Menurut Sudarmadji (2010), konservasi mata air digolongkan menjadi konservasi fisik dan nonfisik.
Konservasi fisik misalnya diwujudkan dengan pembangunan infrastruktur pelindung berupa pagar tembok pengaman dan penanaman pohon di sekitar mata air.
Konservasi nonfisik dilakukan berdasarkan kearifan lokal setempat.
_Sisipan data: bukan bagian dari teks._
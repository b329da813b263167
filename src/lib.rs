//! Provider-agnostic chat sessions for OpenAI, Anthropic, Google Gemini and
//! Ollama, plus the terminal chat loop built on them.

pub mod chat_loop;
pub mod config;
pub mod error;
pub mod http;
pub mod provider;
pub mod registry;
pub mod session;
pub mod stream;
pub mod types;

pub use config::{LlmConfig, Provider};
pub use error::LLMError;
pub use registry::SessionRegistry;
pub use session::{ChatSession, Reply, ReplyStream, SessionEnv, Thread};
pub use types::*;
Kearifan lokal berupa nilai-nilai, estetika dan moral, norma-norma yang dipakai sebagai pedoman sikap dan perilaku masyarakat dalam melestarikan mata air.
Secara garis besar, upaya penyelamatan mata air dalam jangka pendek bisa dilakukan dengan:
- Mengatur penggunaan sumber air secara optimal agar tidak terjadi tumpang tindih berbagai kepentingan.
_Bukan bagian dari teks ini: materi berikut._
use crate::error::LLMError;
use crate::stream::ChunkUpdate;
use crate::types::TokenUsage;

use super::PROVIDER_ID;
use super::types::{OpenAiChatResponse, OpenAiModelList, OpenAiStreamChunk, OpenAiUsage};

pub(crate) fn convert_usage(usage: OpenAiUsage) -> TokenUsage {
    TokenUsage {
        prompt_tokens: usage.prompt_tokens,
        completion_tokens: usage.completion_tokens,
        total_tokens: usage.total_tokens,
    }
    .with_derived_total()
}

/// Text of the first choice plus usage.
pub(crate) fn extract_reply(
    resp: OpenAiChatResponse,
) -> Result<(String, Option<TokenUsage>), LLMError> {
    let usage = resp.usage.map(convert_usage);
    let choice = resp
        .choices
        .into_iter()
        .next()
        .ok_or_else(|| LLMError::provider(PROVIDER_ID, "response contained no choices"))?;
    if let Some(reason) = choice.finish_reason.as_deref() {
        if reason == "length" {
            tracing::warn!("reply was truncated at max_tokens");
        }
    }
    let message = choice
        .message
        .ok_or_else(|| LLMError::provider(PROVIDER_ID, "first choice carried no message"))?;
    match (message.content, message.refusal) {
        (Some(content), _) => Ok((content, usage)),
        (None, Some(refusal)) => Err(LLMError::provider(
            PROVIDER_ID,
            format!("model refused: {refusal}"),
        )),
        (None, None) => Ok((String::new(), usage)),
    }
}

pub(crate) fn parse_stream_chunk(data: &str) -> Result<ChunkUpdate, LLMError> {
    let chunk: OpenAiStreamChunk = serde_json::from_str(data).map_err(|err| {
        LLMError::provider(PROVIDER_ID, format!("failed to parse stream chunk: {err}"))
    })?;
    let text = chunk
        .choices
        .into_iter()
        .next()
        .and_then(|choice| choice.delta)
        .and_then(|delta| delta.content);
    Ok(ChunkUpdate {
        text,
        usage: chunk.usage.map(convert_usage),
        done: false,
    })
}

/// Chat model identifiers only, sorted.
pub(crate) fn chat_model_ids(list: OpenAiModelList) -> Vec<String> {
    let mut ids: Vec<String> = list
        .data
        .into_iter()
        .map(|model| model.id)
        .filter(|id| id.starts_with("gpt"))
        .collect();
    ids.sort();
    ids
}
- Pembuatan kolam penangkap air.
- Penghijauan dengan tanaman keras pada radius 100 meter dari mata air.
- Pembuatan sarana mandi dan cuci di hilir mata air pada jarak yang aman, minimal 50 meter sebelah hilir mata air.
- Setiap pipa pengambilan air dari mata air diharuskan dari tampungan, bukan langsung dari kolam penangkap air.
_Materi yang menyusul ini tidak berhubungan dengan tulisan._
use crate::error::LLMError;
use crate::stream::ChunkUpdate;
use crate::types::TokenUsage;

use super::PROVIDER_ID;
use super::types::{AnthropicMessageResponse, AnthropicStreamEvent, AnthropicUsage};

pub(crate) fn convert_usage(usage: AnthropicUsage) -> TokenUsage {
    TokenUsage {
        prompt_tokens: usage.input_tokens,
        completion_tokens: usage.output_tokens,
        total_tokens: None,
    }
}

/// Concatenated text blocks plus usage.
pub(crate) fn extract_reply(resp: AnthropicMessageResponse) -> (String, Option<TokenUsage>) {
    if resp.stop_reason.as_deref() == Some("max_tokens") {
        tracing::warn!("reply was truncated at max_tokens");
    }
    let text = resp
        .content
        .into_iter()
        .filter(|block| block.kind == "text")
        .filter_map(|block| block.text)
        .collect::<String>();
    let usage = resp
        .usage
        .map(|usage| convert_usage(usage).with_derived_total());
    (text, usage)
}

pub(crate) fn parse_stream_event(data: &str) -> Result<ChunkUpdate, LLMError> {
    let event: AnthropicStreamEvent = serde_json::from_str(data).map_err(|err| {
        LLMError::provider(PROVIDER_ID, format!("failed to parse stream event: {err}"))
    })?;
    let update = match event {
        AnthropicStreamEvent::MessageStart { message } => ChunkUpdate {
            usage: message.usage.map(convert_usage),
            ..ChunkUpdate::default()
        },
        AnthropicStreamEvent::ContentBlockDelta { delta } => ChunkUpdate {
            text: delta.text,
            ..ChunkUpdate::default()
        },
        AnthropicStreamEvent::MessageDelta { usage } => ChunkUpdate {
            usage: usage.map(|usage| TokenUsage {
                // input counts arrive with message_start
                prompt_tokens: None,
                ..convert_usage(usage)
            }),
            ..ChunkUpdate::default()
        },
        AnthropicStreamEvent::MessageStop => ChunkUpdate::done(),
        AnthropicStreamEvent::Error { error } => {
            let kind = error.kind.unwrap_or_else(|| "error".to_string());
            let message = error.message.unwrap_or_else(|| "unknown error".to_string());
            return Err(LLMError::provider(PROVIDER_ID, format!("{kind}: {message}")));
        }
        AnthropicStreamEvent::Other => ChunkUpdate::default(),
    };
    Ok(update)
}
Dalam jangka panjang, hal yang bisa dilakukan adalah:
- Konservasi mata air dapat dilakukan secara mekanik, kimia atau biokimia terhadap tanah dan air secara terpadu.
- Penanganan limbah secara benar harus dilakukan untuk mengurangi dampaknya terhadap pencemaran sumber air.
- Pembinaan secara berkala dan berkesinambungan dilakukan oleh pemerintah maupun swasta terhadap masyarakat akan pentingnya menjaga kelestarian sumber air.
- Pemerintah harus mampu menegakkan peraturan dan konsisten, setiap pelanggaran harus diberikan sanksi yang tegas.
Dalam hal konservasi nonfisik, norma yang berupa anjuran ataupun larangan itu jamak terjadi Setiap daerah punya keunikan sendiri dalam menjaga kemurnian mata airnya.
Buwono, et al (2017) mengungkapkan upaya konservasi terjadi karena adanya kebiasaan masyarakat yang positif seperti adanya tasyakuran tahunan dengan bersih mata air atau kerja bakti membersihkan lingkungan sekitar[9]. Masyarakat Baduy pun punya cara dengan konsep konsep hutan larangan.
Ada ritual dan waktu khusus untuk masuk ke sana. Masyarakat Samin di Blora punya pandangan air tak boleh diperjualbelikan. Di Boniton, Kepulauan Banggai dan di sebuah desa di Biak, juga masih ada pengenaan denda yang mahal bila bahkan hanya mengambil ikan sidat dari mata air---ikan yang dipercaya dapat menyebabkan aliran mata air menjadi lancar.
Menjadi Manusia Penuh Kebajikan
Peradaban dimulai tak terpisahkan dengan air. Karakter manusia juga lekat dengan keberadaan air. Mereka yang beradab, tenang, dan penuh sopan santun biasanya hidup di dekat air (Mulyana, 2018)[10].